= Natan Brand =

Israeli pianist

Natan Brand (נתן ברנד; 1944 - December 6, 1990) was an Israeli classical pianist.

==Biography==
Brand was the son of a doctor, Aron Brand, and his wife, Mala, Polish Jews who immigrated to Mandate Palestine days before the Nazi invasion of Poland in 1939. The family settled in Jerusalem. Brand began his studies as a child prodigy at the age of seven, with Haim Alexander at the Rubin Academy, where he later received an Artist's and Teacher's diploma. He made his orchestral debut at the age of 11, playing with the Israel Broadcasting Authority Symphony Orchestra.

Brand married Lori Hillman, with whom he had two sons, Jesse and Ari. He died in 1990 of lymphoma at age 46.

==Musical career==
The pianist Nadia Reisenberg, pupil of Josef Hofmann, heard Brand play and arranged for him to study at the Mannes College of Music in New York. Later, Brand studied with Reisenberg at the Juilliard School. After attending Juilliard, Brand continued his studies with Dorothy Taubman, to whom he remained close until his death.

In 1969, Brand won the American Guild of Musical Artists Award, as well as first prize at the Société Musicale Ville-Marie competition. He also received the prestigious Josephine Fry award.

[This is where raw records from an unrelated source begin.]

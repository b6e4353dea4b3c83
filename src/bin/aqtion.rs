//! aqtion CLI - Train value-table learners on side-scrolling levels
//!
//! This CLI provides a unified interface for:
//! - Training one-step or backward-credit learners on a curriculum of levels
//! - Rendering levels as the simulator sees them
//!
//! Logging goes to stderr and is filtered with `RUST_LOG` (default `info`).

use anyhow::Result;
use clap::{Parser, Subcommand};
use tracing_subscriber::EnvFilter;

#[derive(Parser)]
#[command(name = "aqtion")]
#[command(version, about = "Q-learning agents for tile-based platformer levels", long_about = None)]
struct Cli {
    #[command(subcommand)]
    command: Commands,
}

#[derive(Subcommand)]
enum Commands {
    /// Train a learner on one or more levels, then evaluate it
    Train(Box<aqtion::cli::commands::train::TrainArgs>),

    /// Print a level and the agent's starting view
    Render(aqtion::cli::commands::render::RenderArgs),
}

fn main() -> Result<()> {
    tracing_subscriber::fmt()
        .with_env_filter(
            EnvFilter::try_from_default_env().unwrap_or_else(|_| EnvFilter::new("info")),
        )
        .with_writer(std::io::stderr)
        .init();

    let cli = Cli::parse();

    match cli.command {
        Commands::Train(args) => aqtion::cli::commands::train::execute(*args),
        Commands::Render(args) => aqtion::cli::commands::render::execute(args),
    }
}
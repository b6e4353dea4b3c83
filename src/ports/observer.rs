//! Observer port - abstraction for training observation and data collection
//!
//! This port defines the interface for observing training events,
//! allowing composable data collection without coupling the episode loop
//! to specific output formats or metrics.

use crate::{
    Result,
    pipeline::{EpisodePhase, EpisodeReport, StepRecord},
};

/// Observer trait for monitoring training
///
/// Observers can be composed to collect different types of data during a run.
/// Examples include:
/// - Progress bars for user feedback
/// - JSONL export for analysis
/// - Metrics tracking for evaluation
///
/// # Event Sequence
///
/// The observer methods are called in the following order:
/// 1. `on_training_start(total_episodes)` - Once per level
/// 2. For each episode (training first, then evaluation):
///    - `on_episode_start(episode, phase)`
///    - `on_step(episode, record)` - For each turn of the episode
///    - `on_episode_end(episode, report)`
/// 3. `on_training_end()` - Once per level, after the last evaluation episode
///
/// Episode numbers count across both phases, starting at 0.
///
/// # Examples
///
/// ```no_run
/// use aqtion::{pipeline::EpisodeReport, ports::Observer};
///
/// struct GoalCounter {
///     goals: usize,
/// }
///
/// impl Observer for GoalCounter {
///     fn on_episode_end(&mut self, _episode: usize, report: &EpisodeReport) -> aqtion::Result<()> {
///         if report.status.is_goal() {
///             self.goals += 1;
///         }
///         Ok(())
///     }
/// }
/// ```
pub trait Observer: Send {
    /// Called when a level's run starts.
    ///
    /// # Parameters
    ///
    /// * `total_episodes` - Training plus evaluation episodes about to run
    ///
    /// # Default Implementation
    ///
    /// Does nothing. Override to initialize observation state.
    fn on_training_start(&mut self, _total_episodes: usize) -> Result<()> {
        Ok(())
    }

    /// Called when an episode starts.
    ///
    /// # Default Implementation
    ///
    /// Does nothing. Override to reset per-episode state.
    fn on_episode_start(&mut self, _episode: usize, _phase: EpisodePhase) -> Result<()> {
        Ok(())
    }

    /// Called after every turn, once the learner has observed it.
    ///
    /// # Default Implementation
    ///
    /// Does nothing. Override to observe individual decisions.
    fn on_step(&mut self, _episode: usize, _record: &StepRecord) -> Result<()> {
        Ok(())
    }

    /// Called when an episode ends, after any episode-level learning.
    ///
    /// # Default Implementation
    ///
    /// Does nothing. Override to record episode outcomes.
    fn on_episode_end(&mut self, _episode: usize, _report: &EpisodeReport) -> Result<()> {
        Ok(())
    }

    /// Called when a level's run completes.
    ///
    /// Use this to finalize outputs, flush files, or display summaries.
    ///
    /// # Default Implementation
    ///
    /// Does nothing.
    fn on_training_end(&mut self) -> Result<()> {
        Ok(())
    }
}
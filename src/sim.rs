//! Single-agent episode simulation over a level grid

pub mod action;
pub mod config;
pub mod simulator;

pub use action::Action;
pub use config::{ObservationWindow, RewardMode, SimulatorConfig};
pub use simulator::{EpisodeStatus, Simulator, StepOutcome};
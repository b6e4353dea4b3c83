//! Tabular value learning over observation fingerprints
//!
//! Both learning rules share one [`QTable`] representation and the same
//! ε-greedy action selection; they differ only in how credit is assigned.
//!
//! ## Algorithms
//!
//! - **One-step Q-learning**: bootstraps from the successor state after every turn
//! - **Backward credit assignment**: waits for the episode to end, then spreads the
//!   terminal reward over the trajectory with geometric decay
//!
//! ## Key Differences
//!
//! | Aspect | Q-learning | Backward credit |
//! |--------|------------|-----------------|
//! | Update time | Every turn | Episode end |
//! | Target | r + γ·max Q(s',·) | R_terminal·γ^k |
//! | Uses per-turn reward | Yes | No |
//!
//! ## Usage Example
//!
//! ```no_run
//! use aqtion::q_learning::{BackwardCreditAgent, QLearningAgent};
//!
//! let one_step = QLearningAgent::new(
//!     0.1, // learning_rate
//!     0.3, // discount_factor
//!     0.1, // epsilon (exploration)
//! );
//!
//! let backward = BackwardCreditAgent::new(0.1, 0.9, 0.1);
//! ```

pub mod agent;
pub mod backward;
pub mod q_table;

// Public re-exports
pub use agent::QLearningAgent;
pub use backward::{BackwardCreditAgent, Trajectory, TrajectoryStep, assign_backward_credit};
pub use q_table::QTable;
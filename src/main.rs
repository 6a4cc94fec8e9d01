use anyhow::Context;
use clap::Parser;
use tracing::info;
use well_connected_gardener::{cli::Cli, config::Config, runner};

#[tokio::main]
async fn main() -> anyhow::Result<()> {
    let cli = Cli::parse();

    // ログ初期化
    let log_level = if cli.verbose { "debug" } else { "info" };
    let env_filter = format!("well_connected_gardener={}", log_level);
    tracing_subscriber::fmt()
        .with_env_filter(tracing_subscriber::EnvFilter::new(env_filter))
        .with_writer(std::io::stderr)
        .init();

    let config = Config::load().context("設定ファイルを読み込めません")?;

    let reports = runner::run(cli.files, config).await?;

    let completed = reports.iter().filter(|r| r.is_completed()).count();
    info!("{}/{} ファイル完了", completed, reports.len());

    Ok(())
}
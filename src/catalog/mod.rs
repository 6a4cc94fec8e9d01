//! カタログ照会
//!
//! 1レコード分のISBN候補を、設定済みカタログに順に照会する。
//! カタログごとに最初のヒットで打ち切り、全カタログがヒットしたら候補の走査も止める。

pub mod yaz_client;

pub use yaz_client::YazClient;

use crate::error::Result;
use async_trait::async_trait;
use gardener_common::{Catalog, CatalogOutcome};
use std::time::Duration;
use tokio_util::sync::CancellationToken;
use tracing::debug;

/// 1つのISBNを1つのカタログに照会する境界インターフェース
///
/// 実装は外部プロセスでもテストダブルでもよい。
#[async_trait]
pub trait CatalogClient: Send + Sync {
    /// ヒットがあれば `true`
    async fn query(&self, isbn: &str, catalog: &Catalog) -> Result<bool>;
}

/// 1レコード分の照会結果
#[derive(Debug, Clone, PartialEq, Eq)]
pub enum SearchOutcome {
    /// `catalogs` と同順の結果
    Completed(Vec<CatalogOutcome>),
    /// 途中でキャンセルされた。このレコードは出力しない
    Cancelled,
}

/// 照会の実行コンテキスト
pub struct CatalogSearch<'a, C: CatalogClient + ?Sized> {
    client: &'a C,
    catalogs: &'a [Catalog],
    settle_delay: Duration,
    cancel: &'a CancellationToken,
}

impl<'a, C: CatalogClient + ?Sized> CatalogSearch<'a, C> {
    pub fn new(
        client: &'a C,
        catalogs: &'a [Catalog],
        settle_delay: Duration,
        cancel: &'a CancellationToken,
    ) -> Self {
        Self {
            client,
            catalogs,
            settle_delay,
            cancel,
        }
    }

    /// ISBN候補を順に照会する
    ///
    /// 外部クエリを出す直前に毎回キャンセルを確認する。
    /// クライアントのエラーはそのまま返す（リトライしない）。
    pub async fn search(&self, isbns: &[String]) -> Result<SearchOutcome> {
        let mut outcomes = vec![CatalogOutcome::NotFound; self.catalogs.len()];

        for isbn in isbns {
            if outcomes.iter().all(CatalogOutcome::is_found) {
                break;
            }

            debug!("ISBN: {}", isbn);

            for (catalog, outcome) in self.catalogs.iter().zip(outcomes.iter_mut()) {
                if outcome.is_found() {
                    continue;
                }

                if self.cancel.is_cancelled() {
                    return Ok(SearchOutcome::Cancelled);
                }

                let hit = self.client.query(isbn, catalog).await?;
                debug!("{} 照会結果: {}", catalog.name, hit);

                if hit {
                    *outcome = CatalogOutcome::found(isbn.as_str());
                }

                self.settle().await;
            }
        }

        Ok(SearchOutcome::Completed(outcomes))
    }

    /// クエリ間の待ち時間。キャンセル時は待たずに戻る
    async fn settle(&self) {
        if self.settle_delay.is_zero() {
            return;
        }

        tokio::select! {
            _ = tokio::time::sleep(self.settle_delay) => {}
            _ = self.cancel.cancelled() => {}
        }
    }
}
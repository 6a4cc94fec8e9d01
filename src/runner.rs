//! 実行制御
//!
//! 入力ファイルごとに独立したタスクを起動し、全タスクの終了を待つ。
//! キャンセルは1つのトークンを全タスクで共有する協調方式で、実行中の外部クエリは中断しない。

use crate::catalog::{CatalogClient, YazClient};
use crate::config::Config;
use crate::error::{GardenerError, Result};
use crate::pipeline::{FilePipeline, PipelineOutcome};
use gardener_common::{Catalog, CATALOGS};
use std::path::PathBuf;
use std::sync::Arc;
use tokio::task::JoinHandle;
use tokio_util::sync::CancellationToken;
use tracing::{debug, error, info, warn};

/// 1ファイル分の処理結果
#[derive(Debug)]
pub struct FileReport {
    pub path: PathBuf,
    pub result: Result<PipelineOutcome>,
}

impl FileReport {
    pub fn is_completed(&self) -> bool {
        matches!(self.result, Ok(PipelineOutcome::Completed { .. }))
    }
}

/// クライアントを確認してから全ファイルを処理する
///
/// 割り込みを受けたらキャンセルし、全タスクの終了を待ってから戻る。
pub async fn run(files: Vec<PathBuf>, config: Config) -> Result<Vec<FileReport>> {
    if files.is_empty() {
        return Err(GardenerError::NoInputFiles);
    }

    let client = YazClient::from_config(&config);
    let banner = client.version_banner().await?;
    debug!("{} -V", client.command());
    debug!("{}", banner.trim_end());

    let cancel = CancellationToken::new();
    let interrupt = install_interrupt_handler(cancel.clone());

    let reports = run_files(files, Arc::new(client), Arc::new(config), CATALOGS, cancel.clone()).await;

    interrupt.abort();
    if cancel.is_cancelled() {
        info!("完了");
    }

    Ok(reports)
}

/// 入力ファイルごとにタスクを起動し、すべて終わるまで待つ
///
/// 1ファイルの失敗は他のファイルに影響しない。
pub async fn run_files(
    files: Vec<PathBuf>,
    client: Arc<dyn CatalogClient>,
    config: Arc<Config>,
    catalogs: &'static [Catalog],
    cancel: CancellationToken,
) -> Vec<FileReport> {
    let workers: Vec<(PathBuf, JoinHandle<FileReport>)> = files
        .into_iter()
        .map(|path| {
            let client = Arc::clone(&client);
            let config = Arc::clone(&config);
            let cancel = cancel.clone();
            let task_path = path.clone();

            let handle = tokio::spawn(async move {
                let pipeline = FilePipeline::new(client.as_ref(), catalogs, &config, &cancel);
                let result = pipeline.process_file(&task_path).await;
                log_result(&task_path, &result);
                FileReport {
                    path: task_path,
                    result,
                }
            });

            (path, handle)
        })
        .collect();

    let mut reports = Vec::with_capacity(workers.len());
    for (path, handle) in workers {
        match handle.await {
            Ok(report) => reports.push(report),
            Err(e) => error!("{}: ワーカーが異常終了しました: {}", path.display(), e),
        }
    }
    reports
}

/// 最初の割り込みでキャンセルを発火する。2回目以降は何もしない
pub fn install_interrupt_handler(cancel: CancellationToken) -> JoinHandle<()> {
    tokio::spawn(async move {
        tokio::select! {
            signal = tokio::signal::ctrl_c() => match signal {
                Ok(()) => {
                    info!("キャンセル中...");
                    cancel.cancel();
                }
                Err(e) => warn!("割り込みハンドラを登録できません: {}", e),
            },
            _ = cancel.cancelled() => {}
        }
    })
}

fn log_result(path: &std::path::Path, result: &Result<PipelineOutcome>) {
    match result {
        Ok(PipelineOutcome::Completed { rows }) => {
            info!("{}: {}行を処理しました", path.display(), rows);
        }
        Ok(PipelineOutcome::Cancelled { rows }) => {
            info!("{}: キャンセル（{}行まで出力済み）", path.display(), rows);
        }
        Err(e) => error!("{}: 処理を中断しました: {}", path.display(), e),
    }
}
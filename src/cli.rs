use clap::Parser;
use std::path::PathBuf;

#[derive(Parser)]
#[command(name = "well-connected-gardener", version)]
#[command(
    about = "Enhance weeding lists by adding search results from other library OPACs.",
    long_about = None
)]
pub struct Cli {
    /// 詳細ログを出力
    #[arg(short, long)]
    pub verbose: bool,

    /// 処理するTSVファイル
    pub files: Vec<PathBuf>,
}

Natan Brand played in all the major halls of New York, where he made his home, and performed throughout the United States, Canada, and Israel. On international tours, he appeared in London, Paris, and Brussels. Brand tended to program his concerts around central themes. In 1983, he played a series of three concerts at Alice Tully Hall, devoting them separately to sonatas, fantasies and etudes. In 1984 he made his Carnegie Hall debut playing concertos by Schumann and Chopin.

In addition to his work as a performing artist, Brand also served on the faculty of the Hebrew Arts School in Manhattan, and taught at the University of Tulsa and at the Taubman Institute at Amherst College.

==Critical reception==
Geoffrey Dorfman: "... Brand ... was one of the few keyboard artists—perhaps the last—in the true tradition of Anton Rubinstein: a pianist who played in the Grand Style, fully free to interpret the masterworks as the spirit moved him, with a magnificent technique at his command. His premature death at the age of 46 robbed the music world of a man who was considered by many connoisseurs to be potentially one of the world’s greatest pianists. That he was not so recognized was due to his mercurial temperament (which did him little good in the world of concerts and bookings) and his early death."

Patsy Morita, Allmusic: "Brand was a pianist who took an individual route to interpretation. Regardless of the music - whether it is the innocent Kinderszenen or the passionate Kreisleriana -- there is concentration and conviction in his playing that compels attention. It is not that he was aggressive, but that he was willing to try new things and did so with resolute confidence."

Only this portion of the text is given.